The lines needed are those from the start of the records through the line holding "let timeout = tick_rate", each copied exactly.

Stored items
***

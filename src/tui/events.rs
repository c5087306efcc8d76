use std::sync::mpsc;
use std::thread;
use std::time::{Duration, Instant};

use crossterm::event::{self, Event as CEvent, KeyEvent, KeyEventKind};

#[derive(Debug)]
pub enum Event {
    Key(KeyEvent),
    Resize,
    Tick,
}

/// Terminal input plus a steady tick, delivered over one channel from a
/// reader thread. Only key presses are forwarded.
pub struct EventHandler {
    rx: mpsc::Receiver<Event>,
}

impl EventHandler {
    pub fn new(tick_rate: Duration) -> Self {
        let (tx, rx) = mpsc::channel();

        thread::spawn(move || {
            let mut last_tick = Instant::now();
            loop {
                let timeout = tick_rate
                    .checked_sub(last_tick.elapsed())
                    .unwrap_or(Duration::ZERO);

                if event::poll(timeout).unwrap_or(false) {
                    let forwarded = match event::read() {
                        Ok(CEvent::Key(key)) if key.kind == KeyEventKind::Press => {
                            Some(Event::Key(key))
                        }
                        Ok(CEvent::Resize(_, _)) => Some(Event::Resize),
                        Ok(_) => None,
                        Err(_) => break,
                    };
                    if let Some(ev) = forwarded {
                        if tx.send(ev).is_err() {
                            break;
                        }
                    }
                }

                if last_tick.elapsed() >= tick_rate {
                    if tx.send(Event::Tick).is_err() {
                        break;
                    }
                    last_tick = Instant::now();
                }
            }
        });

        Self { rx }
    }

    pub fn next(&self) -> Result<Event, mpsc::RecvError> {
        self.rx.recv()
    }
}
impl App {
    pub fn new(config: AppConfig, user: String, db_path: PathBuf) -> Self {
        let today = Local::now().date_naive();
        let report = report::assemble(
            Vec::new(),
            &[],
            &user,
            &ReportOptions::from_config(&config, today),
        );

        App {
            view: View::Dashboard,
            config,
            user,
            db_path,
            focus_idx: 0,
            should_quit: false,
            input_mode: InputMode::Normal,
            input_buffer: String::new(),
            input_error: None,
            today,
            report,
            refresh: RefreshTracker::new(),
            refresh_line: RefreshLine::Idle(None),
        }
    }

    pub fn load(&mut self, conn: &Connection) -> Result<()> {
        self.today = Local::now().date_naive();
        let store = SqliteStore::new(conn);
        let options = ReportOptions::from_config(&self.config, self.today);
        self.report = report::build_report(&store, &store, &self.user, &options)?;
        self.focus_idx = self
            .focus_idx
            .min(self.report.subjects.len().saturating_sub(1));

        if matches!(self.refresh_line, RefreshLine::Idle(_)) {
            self.refresh_line = RefreshLine::Idle(RefreshRepo::last(conn, &self.user)?);
        }
        Ok(())
    }

    /// Poll the refresh tracker; reload once a job has finished.
    pub fn tick(&mut self, conn: &Connection) {
        if let Some(status) = self.refresh.take_finished(&self.user) {
            self.refresh_line = match status.error {
                Some(error) => RefreshLine::Failed(error),
                None => RefreshLine::Done(status.progress),
            };
            self.reload(conn);
        } else if self.refresh.is_running(&self.user) {
            self.refresh_line = RefreshLine::Running(self.refresh.status(&self.user).progress);
        } else if Local::now().date_naive() != self.today {
            self.reload(conn);
        }
    }

    fn reload(&mut self, conn: &Connection) {
        if let Err(e) = self.load(conn) {
            log::error!("reloading dashboard: {:#}", e);
            self.refresh_line = RefreshLine::Failed(format!("{:#}", e));
        }
    }

    pub fn focused(&self) -> Option<&SubjectReport> {
        self.report.subjects.get(self.focus_idx)
    }

    pub fn handle_key(&mut self, key: KeyEvent, conn: &Connection) {
        match self.input_mode {
            InputMode::EditCounts => self.handle_edit_input(key, conn),
            InputMode::Normal => match self.view {
                View::Dashboard => self.handle_dashboard_key(key, conn),
                View::Help => self.handle_help_key(key),
            },
        }
    }

    fn handle_dashboard_key(&mut self, key: KeyEvent, conn: &Connection) {
        match key.code {
            KeyCode::Esc => {
                self.should_quit = true;
            }
            KeyCode::Char('?') => {
                self.view = View::Help;
            }
            KeyCode::Up | KeyCode::Char('k') => {
                self.focus_idx = self.focus_idx.saturating_sub(1);
            }
            KeyCode::Down | KeyCode::Char('j') => {
                let max = self.report.subjects.len().saturating_sub(1);
                if self.focus_idx < max {
                    self.focus_idx += 1;
                }
            }
            KeyCode::Char('a') => self.record_focused(conn, true),
            KeyCode::Char('m') => self.record_focused(conn, false),
            KeyCode::Char('e') => {
                let current = self
                    .focused()
                    .map(|s| format!("{}/{}", s.projection.present, s.projection.total));
                if let Some(counts) = current {
                    self.input_buffer = counts;
                    self.input_error = None;
                    self.input_mode = InputMode::EditCounts;
                }
            }
            KeyCode::Char('R') => self.start_refresh(),
            _ => {}
        }
    }

    fn handle_help_key(&mut self, key: KeyEvent) {
        if matches!(key.code, KeyCode::Esc | KeyCode::Char('?')) {
            self.view = View::Dashboard;
        }
    }

    fn handle_edit_input(&mut self, key: KeyEvent, conn: &Connection) {
        match key.code {
            KeyCode::Esc => {
                self.input_mode = InputMode::Normal;
                self.input_buffer.clear();
                self.input_error = None;
            }
            KeyCode::Enter => {
                let Some(name) = self.focused().map(|s| s.name.clone()) else {
                    self.input_mode = InputMode::Normal;
                    return;
                };
                let result = parse_counts(&name, &self.input_buffer).and_then(|(present, total)| {
                    SubjectRepo::update(conn, &self.user, &name, present, total)
                        .map(|_| ())
                        .map_err(|e| e.to_string())
                });
                match result {
                    Ok(()) => {
                        self.input_mode = InputMode::Normal;
                        self.input_buffer.clear();
                        self.input_error = None;
                        self.reload(conn);
                    }
                    Err(e) => self.input_error = Some(e),
                }
            }
            KeyCode::Backspace => {
                self.input_buffer.pop();
                self.input_error = None;
            }
            KeyCode::Char(c) if c.is_ascii_digit() || c == '/' => {
                self.input_buffer.push(c);
                self.input_error = None;
            }
            _ => {}
        }
    }

    fn record_focused(&mut self, conn: &Connection, attended: bool) {
        let Some(name) = self.focused().map(|s| s.name.clone()) else {
            return;
        };
        match SubjectRepo::record_class(conn, &self.user, &name, attended) {
            Ok(_) => self.reload(conn),
            Err(e) => self.refresh_line = RefreshLine::Failed(format!("{:#}", e)),
        }
    }

    fn start_refresh(&mut self) {
        let Some(snapshot_path) = self.config.refresh.snapshot_path.clone() else {
            self.refresh_line =
                RefreshLine::Notice("Set [refresh] snapshot_path in config.toml to refresh".to_string());
            return;
        };
        let job = snapshot_job(self.db_path.clone(), self.user.clone(), snapshot_path);
        self.refresh_line = match self.refresh.start(&self.user, job) {
            Ok(_) => RefreshLine::Running("Starting...".to_string()),
            Err(e) => RefreshLine::Notice(e.to_string()),
        };
    }

    pub fn draw(&self, frame: &mut Frame) {
        self.draw_dashboard(frame);

        if self.view == View::Help {
            self.draw_help_overlay(frame);
        }
        if self.input_mode == InputMode::EditCounts {
            self.draw_edit_input(frame);
        }
    }

    fn draw_dashboard(&self, frame: &mut Frame) {
        let area = frame.area();
        frame.render_widget(Block::default().style(theme::base()), area);

        let outer_chunks = Layout::default()
            .direction(Direction::Vertical)
            .constraints([
                Constraint::Length(5), // header
                Constraint::Min(0),    // body
                Constraint::Length(1), // refresh line
                Constraint::Length(1), // status bar
            ])
            .split(area);

        header::render(
            frame,
            outer_chunks[0],
            &self.user,
            self.today,
            self.report.semester.as_ref(),
        );
        statusbar::render_refresh(frame, outer_chunks[2], &self.refresh_line);
        statusbar::render(frame, outer_chunks[3]);

        let columns = Layout::default()
            .direction(Direction::Horizontal)
            .constraints([Constraint::Percentage(50), Constraint::Percentage(50)])
            .split(outer_chunks[1]);

        // Left column: subjects + summary
        let left_chunks = Layout::default()
            .direction(Direction::Vertical)
            .constraints([Constraint::Min(0), Constraint::Length(6)])
            .split(columns[0]);

        subjects::render(
            frame,
            left_chunks[0],
            &self.report.subjects,
            self.focus_idx,
            self.input_mode == InputMode::Normal,
        );
        summary::render(
            frame,
            left_chunks[1],
            &self.report.stats,
            self.report.target_percentage,
        );

        detail::render(frame, columns[1], self.focused(), self.report.future_classes);
    }

    fn draw_help_overlay(&self, frame: &mut Frame) {
        let area = frame.area();

        let popup_area = Rect {
            x: area.width / 4,
            y: area.height / 4,
            width: area.width / 2,
            height: (area.height / 2).max(14).min(area.height),
        };

        frame.render_widget(Clear, popup_area);

        let key = |k: &'static str, what: &'static str| {
            Line::from(vec![
                Span::styled(format!("  {:<13}", k), theme::accent()),
                Span::styled(what, theme::dim()),
            ])
        };

        let help_text = vec![
            Line::from(Span::styled(
                "  Keybindings",
                theme::accent().add_modifier(Modifier::BOLD),
            )),
            Line::from(""),
            key("[↑ ↓]", "Select subject"),
            key("[a]", "Attended a class"),
            key("[m]", "Missed a class"),
            key("[e]", "Edit counts (present/total)"),
            key("[R]", "Refresh from snapshot file"),
            key("[?]", "Toggle help"),
            key("[Esc]", "Quit"),
            Line::from(""),
            Line::from(Span::styled(
                format!(
                    "  Target {}%  ·  safe zone {}%",
                    self.report.target_percentage,
                    self.report.safe_target()
                ),
                theme::dim(),
            )),
        ];

        let block = Block::default()
            .title(Span::styled(" Help ", theme::accent()))
            .borders(Borders::ALL)
            .border_type(BorderType::Rounded)
            .border_style(theme::accent())
            .style(theme::surface());

        frame.render_widget(Paragraph::new(help_text).block(block), popup_area);
    }

    fn draw_edit_input(&self, frame: &mut Frame) {
        let area = frame.area();
        let height = if self.input_error.is_some() { 7 } else { 5 };

        let popup_area = Rect {
            x: area.width / 4,
            y: (area.height / 2).saturating_sub(3),
            width: area.width / 2,
            height,
        };

        frame.render_widget(Clear, popup_area);

        let mut text = vec![
            Line::from(""),
            Line::from(vec![
                Span::styled("  Present/total: ", theme::dim()),
                Span::styled(
                    self.input_buffer.as_str(),
                    theme::accent().add_modifier(Modifier::BOLD),
                ),
                Span::styled("█", theme::amber()),
            ]),
            Line::from(""),
            Line::from(Span::styled(
                "  e.g. 30/40, then [Enter]  ·  [Esc] cancel",
                theme::dim(),
            )),
        ];

        if let Some(err) = &self.input_error {
            text.push(Line::from(""));
            text.push(Line::from(Span::styled(format!("  ✗ {}", err), theme::red())));
        }

        let border_style = if self.input_error.is_some() {
            theme::red()
        } else {
            theme::amber()
        };

        let title = self
            .focused()
            .map(|s| format!(" Edit {} ", s.name))
            .unwrap_or_else(|| " Edit ".to_string());

        let block = Block::default()
            .title(Span::styled(title, theme::accent()))
            .borders(Borders::ALL)
            .border_type(BorderType::Rounded)
            .border_style(border_style)
            .style(theme::surface());

        frame.render_widget(Paragraph::new(text).block(block), popup_area);
    }
}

***

▶ _Problem solution_:
filename src/tui/events.rs
repository c5087306efcc8d76
use std::sync::mpsc;
use std::thread;
use std::time::{Duration, Instant};

use crossterm::event::{self, Event as CEvent, KeyEvent, KeyEventKind};

#[derive(Debug)]
pub enum Event {
    Key(KeyEvent),
    Resize,
    Tick,
}

/// Terminal input plus a steady tick, delivered over one channel from a
/// reader thread. Only key presses are forwarded.
pub struct EventHandler {
    rx: mpsc::Receiver<Event>,
}

impl EventHandler {
    pub fn new(tick_rate: Duration) -> Self {
        let (tx, rx) = mpsc::channel();

        thread::spawn(move || {
            let mut last_tick = Instant::now();
            loop {
                let timeout = tick_rate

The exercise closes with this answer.